Nick Herman

– Casa Wabi 2021

Community Project

¿Me Has Escuchado?
This is a hybrid project, which combines pictorial, sculptural and sound elements and is installed on the pier of the cooperative of tourist service providers “La Isla del Gallo” of the Aguaje el Zapote community.
Traffic signs were created to be installed at the foot of the road and direct tourists to the jetty of the Manialtepec lagoon. These signs have representations of typical mangrove animals and come with a QR code that, when scanned, shows you sounds of the lagoon, birds, narrations or myths of this community or sounds of children imitating the song of birds or the sound of some of these animals. The content of these recordings changes with the passage of time, as tourists from the lagoon are invited to send their own recordings and be part of this project, and in this way it is an ever-changing project.

Log-Piece

  • Upright Flute (2021) Barro cocido 30 x 30 x 127 cm

Upright Flute (2021)
Barro cocido
30 x 30 x 127 cm

Lives and works in Los Angeles

Nick Herman is an artist, writer and publisher who lives in Los Angeles. He makes work in a diverse range of media, including photography, sculpture and sound as well as drawing and books. Recent solo exhibitions include URANANTENNA at Grice Bench (2017) and Hide at Artist Curated Projects (2016). Herman is the founder of ANTEPROJECTS an independent publishing project, in addition to a collaborating member of The Modeling Agency and Mochi-LA. Recent writing has been published in X-tra, The Third Rail, and diSONARE. He is a lecturer at The University of California, Riverside.

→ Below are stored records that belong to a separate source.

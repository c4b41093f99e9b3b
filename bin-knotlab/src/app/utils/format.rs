use clap::ValueEnum;
use derive_more::Display;

#[derive(Clone, Copy, PartialEq, Eq, ValueEnum, Display, Debug, Default)]
#[clap(rename_all="lower")]
pub enum Format {
    #[default] Mathematica,
    Snappy,
    Json,
    Dt,
}
use knotlab_inv::{Diagram, MemoryTable, Scheduler, SchedulerConfig};
use crate::app::utils::*;

pub fn dispatch(args: &Args) -> Result<String, Box<dyn std::error::Error>> {
    let pd = load_pd(&args.input, args.mirror)?;
    let table = MemoryTable::load(&args.table)?;

    let mut s = Scheduler::with_defaults(SchedulerConfig::default());
    s.set_table(table);

    let d = Diagram::from_pd(pd);
    let v = s.get_invariant("identify_link", &d, &[])?;

    Ok(v.to_string())
}

#[derive(Clone, Default, Debug, clap::Args)]
pub struct Args {
    pub input: String,

    /// JSON knot table.
    #[arg(short, long)]
    pub table: String,

    #[arg(short, long)]
    pub mirror: bool,

    #[arg(long, default_value = "0")]
    pub log: u8,
}

#[cfg(test)]
mod tests {
    use super::*;

    fn identify(input: &str, mirror: bool) -> String {
        let table = concat!(env!("CARGO_MANIFEST_DIR"), "/resources/knots.json").to_string();
        let args = Args { input: input.to_string(), table, mirror, log: 0 };
        dispatch(&args).unwrap()
    }

    #[test]
    fn trefoil() {
        let pd = "PD[Xp[1,3,6,4], Xp[3,5,2,6], Xp[5,1,4,2]]";
        assert_eq!(identify(pd, false), "3_1");
        assert_eq!(identify(pd, true), "3_1*");
    }

    #[test]
    fn figure8() {
        let pd = "PD[Xp[4,2,5,1], Xp[8,6,1,5], Xm[3,7,4,6], Xm[7,3,8,2]]";
        assert_eq!(identify(pd, false), "4_1");
    }

    #[test]
    fn missing_table() {
        let args = Args { input: "PD[P[1,1]]".into(), table: "/nonexistent.json".into(), ..Default::default() };
        assert!(dispatch(&args).is_err());
    }
}
use num_traits::{One, Signed};
use crate::*;

macro_rules! impl_ops {
    ($trait:ident, $type:ty) => {
        impl $trait for $type {}
        impl<'a> $trait<$type> for &'a $type {}
    };
}

macro_rules! impl_integer {
    ($type:ident) => {
        impl_ops!(RingOps, $type);

        impl Elem for $type {
            fn math_symbol() -> String { 
                String::from("Z")
            }
        }
        
        impl Ring for $type {
            fn inv(&self) -> Option<Self> {
                if self.is_unit() { 
                    Some(*self)
                } else { 
                    None
                }
            }
        
            fn is_unit(&self) -> bool {
                self.is_one() || (-self).is_one()
            }
        
            fn normalizing_unit(&self) -> Self {
                if self.is_negative() { -1 } else { 1 }
            }
        }
    };
}

impl_integer!(i32);
impl_integer!(i64);

/// Non-negative gcd of all the given integers, `0` for an empty input.
pub fn gcd_all<I>(iter: I) -> i64
where I: IntoIterator<Item = i64> {
    iter.into_iter().fold(0, |g, a| 
        if g == 1 { 1 } else { num_integer::gcd(g, a) }
    )
}

#[cfg(test)]
mod tests { 
    use super::*;

    #[test]
    fn math_symbol() { 
        assert_eq!(i64::math_symbol(), "Z");
    }

    #[test]
    fn gcd_of_list() { 
        assert_eq!(gcd_all([]), 0);
        assert_eq!(gcd_all([-4, 6, 10]), 2);
        assert_eq!(gcd_all([0, 0, 9]), 9);
    }

    #[test]
    fn normalizing_unit() { 
        assert_eq!((-5i64).normalizing_unit(), -1);
        assert_eq!(0i64.normalizing_unit(), 1);
        assert_eq!(2i64.inv(), None);
        assert_eq!((-1i64).inv(), Some(-1));
    }
}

Herman’s diverse practice is focused on distilling meaning from process based media, highlighting the value systems and unseen resonances that exist in society’s relationship with “nature” and the residue that marks this exchange.

This method of recording the invisible and often erased elements of social history, and mapping their complex legacies, revolves around Herman’s dual reading of science (the study of flora fauna and other ecologies) and myth, and can be understood as loosely alchemical; alchemy, in this case, refers to a belief that everything is connected and unstable. As such his art practice is also analogous to the garden—a highly charged and fraught symbolic interface between civilization and the wild. In Herman’s ongoing research the concept of evolution and the frayed legacies of “progress” that define post-colonial landscapes can be traced back to this original framing and control of nature.

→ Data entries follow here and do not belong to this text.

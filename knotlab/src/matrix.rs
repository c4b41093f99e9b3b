use std::fmt::Display;
use std::ops::{Index, IndexMut};
use itertools::Itertools;
use nalgebra::{DMatrix, Scalar};
use num_traits::{Zero, One};

pub trait MatType {
    fn shape(&self) -> (usize, usize);
    fn rows(&self) -> usize { self.shape().0 }
    fn cols(&self) -> usize { self.shape().1 }
    fn is_square(&self) -> bool { 
        let (m, n) = self.shape();
        m == n
    }
}

/// Dense matrix over an arbitrary ring, backed by `nalgebra`.
#[derive(Clone, Debug, PartialEq, Eq)]
pub struct Mat<R> {
    inner: DMatrix<R>
}

impl<R> MatType for Mat<R> {
    fn shape(&self) -> (usize, usize) {
        (self.inner.nrows(), self.inner.ncols())
    }
}

impl<R> Mat<R>
where R: Scalar {
    pub fn from_data<I>(shape: (usize, usize), data: I) -> Self
    where I: IntoIterator<Item = R> { 
        DMatrix::from_row_iterator(shape.0, shape.1, data).into()
    }

    pub fn from_rows(rows: Vec<Vec<R>>) -> Self { 
        let m = rows.len();
        let n = rows.first().map(|r| r.len()).unwrap_or(0);
        assert!(rows.iter().all(|r| r.len() == n), "rows must have equal length");
        Self::from_data((m, n), rows.into_iter().flatten())
    }

    pub fn from_fn<F>(shape: (usize, usize), f: F) -> Self
    where F: FnMut(usize, usize) -> R { 
        DMatrix::from_fn(shape.0, shape.1, f).into()
    }

    pub fn zero(shape: (usize, usize)) -> Self
    where R: Zero { 
        DMatrix::zeros(shape.0, shape.1).into()
    }

    pub fn id(size: usize) -> Self
    where R: Zero + One { 
        DMatrix::identity(size, size).into()
    }

    /// Entries `(i, j, a)` in row-major order.
    pub fn iter(&self) -> impl Iterator<Item = (usize, usize, &R)> { 
        let (m, n) = self.shape();
        (0..m).cartesian_product(0..n).map(move |(i, j)| 
            (i, j, &self.inner[(i, j)])
        )
    }

    pub fn row_vec(&self, i: usize) -> Vec<R> { 
        (0..self.cols()).map(|j| self.inner[(i, j)].clone()).collect()
    }

    pub fn to_rows(&self) -> Vec<Vec<R>> { 
        (0..self.rows()).map(|i| self.row_vec(i)).collect()
    }

    pub fn is_zero(&self) -> bool
    where R: Zero { 
        self.inner.iter().all(|a| a.is_zero())
    }

    pub fn transpose(&self) -> Self { 
        self.inner.transpose().into()
    }

    pub fn map<S, F>(&self, mut f: F) -> Mat<S>
    where S: Scalar, F: FnMut(&R) -> S { 
        Mat::from_fn(self.shape(), |i, j| f(&self.inner[(i, j)]))
    }

    /// The submatrix on the given row and column indices, in the given order.
    pub fn select(&self, rows: &[usize], cols: &[usize]) -> Self { 
        Self::from_fn((rows.len(), cols.len()), |i, j| 
            self.inner[(rows[i], cols[j])].clone()
        )
    }

    pub fn remove_row(&self, i: usize) -> Self { 
        assert!(i < self.rows());
        self.inner.clone().remove_row(i).into()
    }

    pub fn swap_rows(&mut self, i: usize, j: usize) {
        self.inner.swap_rows(i, j);
    }

    /// Block-diagonal sum of the given matrices.
    pub fn block_diag(blocks: &[Mat<R>]) -> Self
    where R: Zero { 
        let m = blocks.iter().map(|b| b.rows()).sum();
        let n = blocks.iter().map(|b| b.cols()).sum();
        let mut res = Self::zero((m, n));
        let (mut i0, mut j0) = (0, 0);
        for b in blocks { 
            for (i, j, a) in b.iter() { 
                res[(i0 + i, j0 + j)] = a.clone();
            }
            i0 += b.rows();
            j0 += b.cols();
        }
        res
    }
}

impl<R> From<DMatrix<R>> for Mat<R> {
    fn from(inner: DMatrix<R>) -> Self {
        Self { inner }
    }
}

impl<R> Index<(usize, usize)> for Mat<R>
where R: Scalar {
    type Output = R;
    fn index(&self, index: (usize, usize)) -> &R {
        &self.inner[index]
    }
}

impl<R> IndexMut<(usize, usize)> for Mat<R>
where R: Scalar {
    fn index_mut(&mut self, index: (usize, usize)) -> &mut R {
        &mut self.inner[index]
    }
}

impl<R> Display for Mat<R>
where R: Scalar + Display {
    fn fmt(&self, f: &mut std::fmt::Formatter<'_>) -> std::fmt::Result {
        let rows = (0..self.rows()).map(|i| 
            (0..self.cols()).map(|j| self.inner[(i, j)].to_string()).join(", ")
        ).join("; ");
        write!(f, "[{rows}]")
    }
}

In light of these architectonic forces, the artist’s practice extends to documenting and hacking systems of belief—seeing religion and technology as interchangeable units of measure—thereby linking these occult epistemological forms and highlighting their common origins. One such form is that of the antenna—a familiar symbol or device used to receive and transmit signals. For Herman, the antenna is a means of visualizing the force field in which we live and work as well as the underlying logic of connectivity that links divergent life forms from humans to insects.